In an interview with The Christian Post, Moynihan spoke about the state of the Catholic Church in the United States as well as his conversations with Vigano. When asked what part of his conversation with Vigano surprised him the most, Moynihan responded that it was “the … torment that he felt” about “whether or not to come forward with allegations.”
“Instead of just speaking about abuse in the [Catholic] Church, the abuse of young people by clerics, he started to realize that there was another abuse occurring, which was the abuse of doctrine. A doctrinal abuse that is not teaching the Catholic faith but teaching a kind of secular faith, changing the teaching on life issues, on moral issues, on the sacramental issues, and even on the divinity of Christ,” he remarked.
“And he said these modern thinkers are … committing a new type of abuse: spiritual abuse. So Vigano, who began as someone who was a whistleblower on cases of sexual abuse, became a whistleblower on the entire question of whether the Church is faithful to the teaching of all time or whether it’s becoming modernist and in some ways is abandoning and apostatizing from the traditional Catholic faith.”
Moynihan described the election of President Joe Biden, a Catholic who supports abortion rights, as the latest development in the “trend of compromising the Catholic faith in order to reconcile with the pluralistic society of the United States.”
According to Moynihan, this trend began in 1960 when John F. Kennedy successfully sought to become the first Catholic president.
Kennedy had to stress that “he was not an agent of the Vatican or of the pope” and assure the public that he could “be a reasonable leader in our country which included many non-Catholics, a majority of Protestants, many non-Christians, Jews (and) many atheists.”
Moynihan contended that “he never would have been able, I think, to win the election unless he had indicated that he was a member of this American pluralistic society.”
While the Catholic Church had previously worked to respect and teach its doctrines with “utter clarity,” by guarding them in a “high-walled castle,” Moynihan maintained that “the entire trend of the last 60 years has been to take down those walls, open the church up to the surrounding society, engage in dialogue with that society and then in the positive sense, hopefully influence that society in a positive way. Not remain separate from it or judgmental of it, but to be sort of a servant of that society.”
“The point we preach now is that a Catholic president and some leading members of Congress can say that they, as Catholics, would believe that abortion is immoral, that it’s the taking of a life, of an innocent child, but then support the legality in the general society, in a pluralistic society, of permitting abortion.
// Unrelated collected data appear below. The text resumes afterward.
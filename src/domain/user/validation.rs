//! Registration request validation

use super::entity::RegistrationRequest;
use crate::domain::DomainError;

/// Wire names of the required fields that are empty, in check order
pub fn missing_fields(request: &RegistrationRequest) -> Vec<&'static str> {
    request
        .required_fields()
        .into_iter()
        .filter(|(_, value)| value.is_empty())
        .map(|(name, _)| name)
        .collect()
}

/// Validate a registration request.
///
/// Presence is checked before confirmation, so an empty confirmation is
/// reported as missing rather than as a mismatch.
pub fn validate_registration(request: &RegistrationRequest) -> Result<(), DomainError> {
    let missing = missing_fields(request);

    if !missing.is_empty() {
        return Err(DomainError::missing_parameters(missing));
    }

    if request.password != request.password_confirm {
        return Err(DomainError::PasswordMismatch);
    }

    Ok(())
}
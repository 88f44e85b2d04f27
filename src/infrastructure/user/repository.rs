//! In-memory user store implementation

use async_trait::async_trait;
use std::sync::Arc;
use tokio::sync::RwLock;

use crate::domain::user::{UserRecord, UserStore};
use crate::domain::DomainError;

/// In-memory implementation of UserStore. Contents live for the process lifetime.
#[derive(Debug, Default)]
pub struct InMemoryUserStore {
    users: Arc<RwLock<Vec<UserRecord>>>,
}

impl InMemoryUserStore {
    /// Create a new empty store
    pub fn new() -> Self {
        Self::default()
    }
}

#[async_trait]
impl UserStore for InMemoryUserStore {
    async fn save(&self, user: UserRecord) -> Result<(), DomainError> {
        self.users.write().await.push(user);
        Ok(())
    }

    async fn get_all(&self) -> Result<Vec<UserRecord>, DomainError> {
        Ok(self.users.read().await.clone())
    }
}
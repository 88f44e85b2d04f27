//! Health check endpoint

use axum::response::IntoResponse;
use serde::Serialize;

use crate::api::types::JsonLine;

/// Health response
#[derive(Serialize)]
pub struct HealthResponse {
    pub status: HealthStatus,
    pub version: String,
}

/// Health check status
#[derive(Serialize, Clone, Copy, PartialEq, Eq)]
#[serde(rename_all = "lowercase")]
pub enum HealthStatus {
    Healthy,
}

/// Simple health check - returns 200 if the service is running
pub async fn health_check() -> impl IntoResponse {
    let response = HealthResponse {
        status: HealthStatus::Healthy,
        version: env!("CARGO_PKG_VERSION").to_string(),
    };

    JsonLine::ok(response)
}
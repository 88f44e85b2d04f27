//! Application configuration

mod app_config;

pub use app_config::{AppConfig, AuthConfig, LogFormat, LoggingConfig, ServerConfig};
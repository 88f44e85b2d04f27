//! Authentication infrastructure module
//!
//! This module provides JWT token signing for registered users.

mod jwt;

pub use jwt::{JwtConfig, JwtSigner, TokenClaims, TokenSigner};

#[cfg(test)]
pub use jwt::MockTokenSigner;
And they’re even promoting it in a sense, they’re making sure it’s well-funded, easily available, etc.,” he said.
“And therefore, there’s become a ... sort of crisis in … our thinking and action as Catholics, because some people are criticizing the obvious inconsistency with believing in the value of life but then accepting that you can take that life. … It’s a position that many people are taking, but it makes no … moral sense and some of our bishops have said this recently.”
Moynihan told CP about how, after Archbishop Jose Gomez of Los Angeles had congratulated Biden on his victory in the 2020 presidential election while expressing concerns about his positions on abortion and “the nature of the family,” Cardinal Blase Cupich of Chicago “criticized him (Gomez) and said this is not the time or place for you … to bring up any concerns about Biden’s positions.”
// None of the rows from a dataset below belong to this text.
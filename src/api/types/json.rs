//! Newline-terminated JSON responses

use axum::{
    http::{header, StatusCode},
    response::{IntoResponse, Response},
};
use serde::Serialize;
use tracing::error;

use super::error::ApiError;

/// JSON response body followed by a single `\n`
#[derive(Debug, Clone)]
pub struct JsonLine<T> {
    status: StatusCode,
    body: T,
}

impl<T> JsonLine<T> {
    pub fn ok(body: T) -> Self {
        Self {
            status: StatusCode::OK,
            body,
        }
    }

    pub fn created(body: T) -> Self {
        Self {
            status: StatusCode::CREATED,
            body,
        }
    }
}

impl<T> IntoResponse for JsonLine<T>
where
    T: Serialize,
{
    fn into_response(self) -> Response {
        match serde_json::to_vec(&self.body) {
            Ok(mut bytes) => {
                bytes.push(b'\n');
                (
                    self.status,
                    [(header::CONTENT_TYPE, "application/json")],
                    bytes,
                )
                    .into_response()
            }
            Err(e) => {
                error!(error = %e, "Failed to serialize response body");
                ApiError::internal().into_response()
            }
        }
    }
}
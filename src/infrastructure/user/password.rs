//! Password hashing utilities using bcrypt

#[cfg(test)]
use mockall::automock;

use crate::domain::DomainError;

/// Work factor used for new registrations
pub const DEFAULT_HASH_COST: u32 = 10;

/// Work factors bcrypt accepts
pub const MIN_HASH_COST: u32 = 4;
pub const MAX_HASH_COST: u32 = 31;

/// Trait for password hashing operations
#[cfg_attr(test, automock)]
pub trait PasswordHasher: Send + Sync {
    /// Hash a password with the given work factor
    fn hash(&self, password: &str, cost: u32) -> Result<String, DomainError>;
}

/// Bcrypt-based password hasher
#[derive(Debug, Clone, Default)]
pub struct BcryptHasher;

impl BcryptHasher {
    /// Create a new bcrypt hasher
    pub fn new() -> Self {
        Self
    }
}

impl PasswordHasher for BcryptHasher {
    fn hash(&self, password: &str, cost: u32) -> Result<String, DomainError> {
        bcrypt::hash(password, cost)
            .map_err(|e| DomainError::hashing(format!("Failed to hash password: {}", e)))
    }
}
//! Serve command - runs the HTTP server

use std::net::SocketAddr;

use anyhow::Context;
use clap::Args;
use tokio::net::TcpListener;
use tokio::signal;
use tracing::info;

use crate::api::create_router;
use crate::config::AppConfig;
use crate::infrastructure::logging;

/// Arguments for the serve command; flags override configuration
#[derive(Debug, Args)]
pub struct ServeArgs {
    /// Address to bind
    #[arg(long)]
    pub host: Option<String>,

    /// Port to listen on
    #[arg(long)]
    pub port: Option<u16>,
}

/// Run the server
pub async fn run(args: ServeArgs) -> anyhow::Result<()> {
    dotenvy::dotenv().ok();

    let config = resolve_config(AppConfig::load(), args)?;
    logging::init_logging(&config.logging);

    let state = crate::create_app_state(&config)?;
    let app = create_router(state);

    let addr = build_socket_addr(&config)?;
    info!("Starting server on {}", addr);

    let listener = TcpListener::bind(addr).await?;

    axum::serve(listener, app)
        .with_graceful_shutdown(shutdown_signal())
        .await?;

    info!("Server shutdown complete");

    Ok(())
}

/// Loaded configuration with flag overrides. A source that fails to load
/// aborts startup rather than falling back to the built-in signing secret.
fn resolve_config(
    loaded: Result<AppConfig, config::ConfigError>,
    args: ServeArgs,
) -> anyhow::Result<AppConfig> {
    let mut config = loaded.context("Failed to load configuration")?;
    apply_overrides(&mut config, args);
    Ok(config)
}

fn apply_overrides(config: &mut AppConfig, args: ServeArgs) {
    if let Some(host) = args.host {
        config.server.host = host;
    }
    if let Some(port) = args.port {
        config.server.port = port;
    }
}

async fn shutdown_signal() {
    let ctrl_c = async {
        if let Err(e) = signal::ctrl_c().await {
            tracing::error!("Failed to listen for Ctrl+C: {}", e);
            std::future::pending::<()>().await;
        }
    };

    #[cfg(unix)]
    let terminate = async {
        match signal::unix::signal(signal::unix::SignalKind::terminate()) {
            Ok(mut stream) => {
                stream.recv().await;
            }
            Err(e) => {
                tracing::error!("Failed to install SIGTERM handler: {}", e);
                std::future::pending::<()>().await;
            }
        }
    };

    #[cfg(not(unix))]
    let terminate = std::future::pending::<()>();

    tokio::select! {
        _ = ctrl_c => {
            info!("Received Ctrl+C, initiating graceful shutdown");
        }
        _ = terminate => {
            info!("Received SIGTERM, initiating graceful shutdown");
        }
    }
}

fn build_socket_addr(config: &AppConfig) -> anyhow::Result<SocketAddr> {
    Ok(SocketAddr::from((
        config.server.host.parse::<std::net::IpAddr>()?,
        config.server.port,
    )))
}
“Cupich represents the trend to compromise the Catholic teaching as part of a larger vision of engaging with the society. Recogniz[ing] that the whole society isn’t Catholic and that the Catholic Church, in some cases, cannot impose its beliefs and teachings on others who don’t have those beliefs and teachings,” he asserted.
Moynihan believes that on the issue of abortion, “we have to say it’s Catholic teaching that we defend life and we cannot support this widespread openness to the taking of innocent human life.”
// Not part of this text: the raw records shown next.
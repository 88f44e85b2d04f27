//! User domain
//!
//! This module provides domain types for user registration, including the
//! persisted record, the request payload, validation, and the store trait.

mod entity;
mod repository;
mod validation;

pub use entity::{RegisteredUser, RegistrationRequest, UserRecord};
pub use repository::UserStore;
pub use validation::{missing_fields, validate_registration};

#[cfg(test)]
pub use repository::MockUserStore;
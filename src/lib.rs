//! Users API
//!
//! HTTP service for registering users and listing the directory:
//! - Request validation with ordered missing-field reporting
//! - Bcrypt password hashing
//! - In-memory, append-only user store
//! - Signed JWT issuance on registration

pub mod api;
pub mod cli;
pub mod config;
pub mod domain;
pub mod infrastructure;

pub use config::AppConfig;

use std::str::FromStr;
use std::sync::Arc;

use anyhow::{ensure, Context};
use chrono::Duration;
use jsonwebtoken::Algorithm;
use tracing::info;

use api::state::AppState;
use infrastructure::{
    auth::{JwtConfig, JwtSigner},
    user::{
        BcryptHasher, InMemoryUserStore, RegistrationSettings, UserService, MAX_HASH_COST,
        MAX_TOKEN_TTL_MINUTES, MIN_HASH_COST,
    },
};

/// Build application state from configuration
pub fn create_app_state(config: &AppConfig) -> anyhow::Result<AppState> {
    let algorithm = Algorithm::from_str(&config.auth.jwt_algorithm)
        .with_context(|| format!("Unknown JWT algorithm '{}'", config.auth.jwt_algorithm))?;
    ensure!(
        matches!(algorithm, Algorithm::HS256 | Algorithm::HS384 | Algorithm::HS512),
        "JWT algorithm '{}' does not sign with a shared secret",
        config.auth.jwt_algorithm
    );
    ensure!(
        (MIN_HASH_COST..=MAX_HASH_COST).contains(&config.auth.hash_cost),
        "Hash cost {} outside {}..={}",
        config.auth.hash_cost,
        MIN_HASH_COST,
        MAX_HASH_COST
    );
    ensure!(
        (1..=MAX_TOKEN_TTL_MINUTES).contains(&config.auth.token_ttl_minutes),
        "Token TTL of {} minutes outside 1..={}",
        config.auth.token_ttl_minutes,
        MAX_TOKEN_TTL_MINUTES
    );

    let signer = JwtSigner::new(
        JwtConfig::new(config.auth.jwt_secret.clone()).with_algorithm(algorithm),
    );

    let settings = RegistrationSettings {
        hash_cost: config.auth.hash_cost,
        token_ttl: Duration::minutes(config.auth.token_ttl_minutes),
    };

    info!(
        hash_cost = settings.hash_cost,
        token_ttl_minutes = config.auth.token_ttl_minutes,
        algorithm = ?algorithm,
        "Using in-memory user store"
    );

    let user_service = UserService::new(
        Arc::new(BcryptHasher::new()),
        Arc::new(InMemoryUserStore::new()),
        Arc::new(signer),
        settings,
    );

    Ok(AppState::new(user_service))
}

#[cfg(test)]
mod tests {
    use super::*;

    #[test]
    fn test_create_app_state_with_defaults() {
        assert!(create_app_state(&AppConfig::default()).is_ok());
    }

    #[test]
    fn test_create_app_state_rejects_unknown_algorithm() {
        let mut config = AppConfig::default();
        config.auth.jwt_algorithm = "HS999".to_string();

        assert!(create_app_state(&config).is_err());
    }

    #[test]
    fn test_create_app_state_rejects_non_hmac_algorithm() {
        for name in ["RS256", "ES256", "EdDSA"] {
            let mut config = AppConfig::default();
            config.auth.jwt_algorithm = name.to_string();

            assert!(create_app_state(&config).is_err(), "{name} accepted");
        }
    }

    #[test]
    fn test_create_app_state_accepts_hmac_algorithms() {
        for name in ["HS256", "HS384", "HS512"] {
            let mut config = AppConfig::default();
            config.auth.jwt_algorithm = name.to_string();

            assert!(create_app_state(&config).is_ok(), "{name} rejected");
        }
    }

    #[test]
    fn test_create_app_state_rejects_hash_cost_out_of_range() {
        for cost in [0, 3, 32, 99] {
            let mut config = AppConfig::default();
            config.auth.hash_cost = cost;

            assert!(create_app_state(&config).is_err(), "cost {cost} accepted");
        }
    }

    #[test]
    fn test_create_app_state_rejects_token_ttl_out_of_range() {
        for ttl in [0, -5, MAX_TOKEN_TTL_MINUTES + 1, 1_000_000_000_000] {
            let mut config = AppConfig::default();
            config.auth.token_ttl_minutes = ttl;

            assert!(create_app_state(&config).is_err(), "ttl {ttl} accepted");
        }
    }
}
He lamented that there is a growing division within the hierarchy of the Catholic Church about how to address the abortion issue. While he praised Francis for saying “strong things about the defense of human life and the dignity of human life,” Moynihan acknowledged that “he’s (the pontiff) received many people and embraced many people who have been favorable to abortion so-called rights.” This paradox raises questions about the pontiff’s pro-life witness, he asserted.
“Archbishop Vigano has been outraged by this uncertainty and has said it’s something that he prays the pope will recognize and change, that he will repent of his lack of clarity … his apparent lack of clarity on this issue,” he added.
“The progressive Catholics may believe that they are being faithful to Christ’s teaching of love your neighbor and that they … therefore have to reach out with love toward … all people, sinful and sinning and imperfect people.
'So the key to the entire matter is to love the sinner but not the sin, and when we lead people in sin without encouraging them to repent, then we are being unfaithful to the teaching of the Church and to the people that we say we care about. Because in the battle for the life of the soul, we cannot affirm people in their sinful behavior,” Moynihan added.
“We have to say we love them, that we encourage them to follow Catholic moral teaching, and this is the battle line up and down where the progressives seem not to wish to condemn the sin, not even to call it a sin. The conservatives call it a sin and they’re accused of not being compassionate and loving toward the sinner.”
Regarding the battle between the traditional Catholics and the progressives, Moynihan indicated that the progressives have the upper hand because of the influence of the mainstream media.
“I think this debate, because of the enormous power of the media in our society and the websites and the internet, the trend has been to change our teaching in the direction of the LGBT proponents. And I would say, probably we’re up to 70% even of Catholics who are accepting of many of these teachings, which when you examine them closely, are not in keeping with traditional Catholic teaching.”
While Vigano acknowledges the difficulties the Catholic Church faces, he is optimistic about its future, according to Moynihan.
“He is hopeful that by a special grace, a special sort of divine intervention, that we will return to sanity, that we will return to our faith, that we will repent of our wayward ways and that (by) doing so, we will strive to bring about a new age of faith and love of God and neighbor in the future and that it isn’t impossible.”
“He’s praying for this, he doesn’t know for sure when it will occur, but he’s praying; he’s even praying for Pope Francis. He’s praying for everyone and for himself that we all strive to do the will of God and to remain faithful to the commandments of Christ.”